The researchers' final step was to try to understand why the two kinds of economies are so differently affected by outside forces. What is the mechanism responsible for such a large quantitative difference in impact? First, they manipulated their data to remove a country's housing sector from the analysis, letting the international supply of credit affect the economy without affecting housing. They discovered that this external force has a large impact in both advanced and emerging economies but operates through different pathways. In emerging economies, the impact occurs through changes in exchange rates, while in advanced economies it moves mainly through domestic channels.

Next, they disconnected the component of the international supply of credit that works through the exchange rate and let it affect the housing sector. In this scenario, the exchange rate played a small role in advanced economies' consumption and housing markets, but it drove the majority of the impact in those of emerging economies. This distinction led the researchers to conclude that the housing sector is significant in both economies but, again, works though different channels. In the case of advanced economies, what matters is the role of the housing market within the context of that nation's overall economy. In emerging economies, the interaction between a nation's housing market and the global economy is the driving force.

The experiments that the researchers conducted with their data sets, Rebucci says, are similar to those that will unfold in real life when the Fed likely raises interest rates later this year (as was expected at the time of this writing). Historically, big shifts in international financial conditions drain money from smaller economies, so economists need to be on the lookout for signs of trouble in emerging markets. And if trouble develops, it's more likely than ever before to spill over into larger economies. Until the early 2000s, when emerging economies were smaller and less interconnected, a small one's derailment caused few ripples. But the finances of most economies in the world have become increasingly intermingled, so advanced economies are more apt to feel the impact of a downturn in emerging economies.

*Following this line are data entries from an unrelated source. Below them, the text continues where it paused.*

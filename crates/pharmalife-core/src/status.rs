//! # Status Enums
//!
//! Closed sets of states for branches, licenses, products, orders and users.
//!
//! ## Derived Statuses
//! ```text
//! ┌─────────────────────────────────────────────────────────────────────────┐
//! │  Two statuses are functions of other fields:                           │
//! │                                                                         │
//! │  LicenseStatus ← expiry_date vs. today                                 │
//! │    days < 0          → Expired                                         │
//! │    0 ≤ days ≤ 30     → Expiring                                        │
//! │    days > 30         → Valid                                           │
//! │                                                                         │
//! │  ProductStatus ← quantity vs. min_quantity                             │
//! │    quantity = 0              → Out                                     │
//! │    0 < quantity ≤ min        → Low                                     │
//! │    quantity > min            → Available                               │
//! │                                                                         │
//! │  The stored value is a cache. The store recomputes it on every write   │
//! │  and every read, so a snapshot saved weeks ago never reports a         │
//! │  license as valid after it has lapsed.                                 │
//! └─────────────────────────────────────────────────────────────────────────┘
//! ```

use chrono::NaiveDate;
use serde::{Deserialize, Serialize};

/// Days before expiry at which a license counts as expiring.
pub const LICENSE_EXPIRING_WINDOW_DAYS: i64 = 30;

// =============================================================================
// Record Status
// =============================================================================

/// Active/inactive flag shared by branches, suppliers and employees.
#[derive(Debug, Clone, Copy, PartialEq, Eq, Hash, Default, Serialize, Deserialize)]
#[serde(rename_all = "lowercase")]
pub enum RecordStatus {
    #[default]
    Active,
    Inactive,
}

impl RecordStatus {
    pub fn is_active(&self) -> bool {
        matches!(self, RecordStatus::Active)
    }
}

// =============================================================================
// License
// =============================================================================

/// The kind of license or certificate a branch holds.
#[derive(Debug, Clone, Copy, PartialEq, Eq, Hash, Default, Serialize, Deserialize)]
#[serde(rename_all = "lowercase")]
pub enum LicenseType {
    /// Permit to operate the pharmacy.
    #[default]
    Pharmacy,
    /// Professional license of an individual employee.
    Employee,
    /// Equipment or premises maintenance certificate.
    Maintenance,
    /// Health and sanitation certificate.
    Health,
}

/// Validity of a license relative to today.
#[derive(Debug, Clone, Copy, PartialEq, Eq, Hash, Default, Serialize, Deserialize)]
#[serde(rename_all = "lowercase")]
pub enum LicenseStatus {
    #[default]
    Valid,
    Expiring,
    Expired,
}

impl LicenseStatus {
    /// Derives the status from an expiry date.
    ///
    /// ## Example
    /// ```rust
    /// use chrono::NaiveDate;
    /// use pharmalife_core::LicenseStatus;
    ///
    /// let today = NaiveDate::from_ymd_opt(2024, 1, 1).unwrap();
    /// let soon = NaiveDate::from_ymd_opt(2024, 1, 11).unwrap();
    /// assert_eq!(LicenseStatus::from_expiry(soon, today), LicenseStatus::Expiring);
    /// ```
    pub fn from_expiry(expiry_date: NaiveDate, today: NaiveDate) -> Self {
        let days_left = days_until(expiry_date, today);
        if days_left < 0 {
            LicenseStatus::Expired
        } else if days_left <= LICENSE_EXPIRING_WINDOW_DAYS {
            LicenseStatus::Expiring
        } else {
            LicenseStatus::Valid
        }
    }
}

/// Whole days from `today` until `date`; negative once `date` has passed.
pub fn days_until(date: NaiveDate, today: NaiveDate) -> i64 {
    (date - today).num_days()
}

// =============================================================================
// Product
// =============================================================================

/// Stock level of a product.
#[derive(Debug, Clone, Copy, PartialEq, Eq, Hash, Default, Serialize, Deserialize)]
#[serde(rename_all = "lowercase")]
pub enum ProductStatus {
    #[default]
    Available,
    Low,
    Out,
}

impl ProductStatus {
    /// Derives the status from the current quantity and reorder threshold.
    pub fn from_stock(quantity: u32, min_quantity: u32) -> Self {
        if quantity == 0 {
            ProductStatus::Out
        } else if quantity <= min_quantity {
            ProductStatus::Low
        } else {
            ProductStatus::Available
        }
    }
}

// =============================================================================
// Purchase Orders
// =============================================================================

/// Lifecycle of a purchase order placed with a supplier.
#[derive(Debug, Clone, Copy, PartialEq, Eq, Hash, Default, Serialize, Deserialize)]
#[serde(rename_all = "lowercase")]
pub enum OrderStatus {
    #[default]
    Pending,
    Confirmed,
    Shipped,
    Delivered,
    Cancelled,
}

impl OrderStatus {
    /// Orders that still need action from someone.
    pub fn is_open(&self) -> bool {
        matches!(
            self,
            OrderStatus::Pending | OrderStatus::Confirmed | OrderStatus::Shipped
        )
    }
}

#[derive(Debug, Clone, Copy, PartialEq, Eq, Hash, Default, Serialize, Deserialize)]
#[serde(rename_all = "lowercase")]
pub enum PaymentStatus {
    #[default]
    Unpaid,
    Partial,
    Paid,
}

// =============================================================================
// Users
// =============================================================================

#[derive(Debug, Clone, Copy, PartialEq, Eq, Hash, Default, Serialize, Deserialize)]
#[serde(rename_all = "lowercase")]
pub enum UserRole {
    Admin,
    Manager,
    #[default]
    User,
}

// =============================================================================
// Unit Tests
// =============================================================================

#[cfg(test)]
mod tests {
    use super::*;
    use chrono::Duration;

    fn today() -> NaiveDate {
        NaiveDate::from_ymd_opt(2024, 6, 1).unwrap()
    }

    #[test]
    fn test_license_status_from_expiry() {
        let today = today();
        assert_eq!(
            LicenseStatus::from_expiry(today + Duration::days(10), today),
            LicenseStatus::Expiring
        );
        assert_eq!(
            LicenseStatus::from_expiry(today + Duration::days(40), today),
            LicenseStatus::Valid
        );
        assert_eq!(
            LicenseStatus::from_expiry(today - Duration::days(5), today),
            LicenseStatus::Expired
        );
    }

    #[test]
    fn test_license_status_boundaries() {
        let today = today();
        assert_eq!(LicenseStatus::from_expiry(today, today), LicenseStatus::Expiring);
        assert_eq!(
            LicenseStatus::from_expiry(today + Duration::days(30), today),
            LicenseStatus::Expiring
        );
        assert_eq!(
            LicenseStatus::from_expiry(today + Duration::days(31), today),
            LicenseStatus::Valid
        );
        assert_eq!(
            LicenseStatus::from_expiry(today - Duration::days(1), today),
            LicenseStatus::Expired
        );
    }

    #[test]
    fn test_product_status_from_stock() {
        assert_eq!(ProductStatus::from_stock(0, 10), ProductStatus::Out);
        assert_eq!(ProductStatus::from_stock(0, 0), ProductStatus::Out);
        assert_eq!(ProductStatus::from_stock(5, 10), ProductStatus::Low);
        assert_eq!(ProductStatus::from_stock(10, 10), ProductStatus::Low);
        assert_eq!(ProductStatus::from_stock(11, 10), ProductStatus::Available);
    }

    #[test]
    fn test_wire_names() {
        assert_eq!(serde_json::to_string(&LicenseType::Health).unwrap(), "\"health\"");
        assert_eq!(serde_json::to_string(&OrderStatus::Cancelled).unwrap(), "\"cancelled\"");
        let role: UserRole = serde_json::from_str("\"manager\"").unwrap();
        assert_eq!(role, UserRole::Manager);
    }

    #[test]
    fn test_open_orders() {
        assert!(OrderStatus::Pending.is_open());
        assert!(OrderStatus::Shipped.is_open());
        assert!(!OrderStatus::Delivered.is_open());
        assert!(!OrderStatus::Cancelled.is_open());
    }
}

"If a few emerging economies go down, that will put a drag on the U.S.," Rebucci says. "Mexico is the second-largest trading partner of the U.S. If it runs into trouble, unlike 1994 our border states will feel the pain. If emerging Europe has a problem, it will complicate further the European situation and eventually will come back to haunt the U.S. A crisis in a large collection of interconnected small economies will be as bad as one in a very large business partner."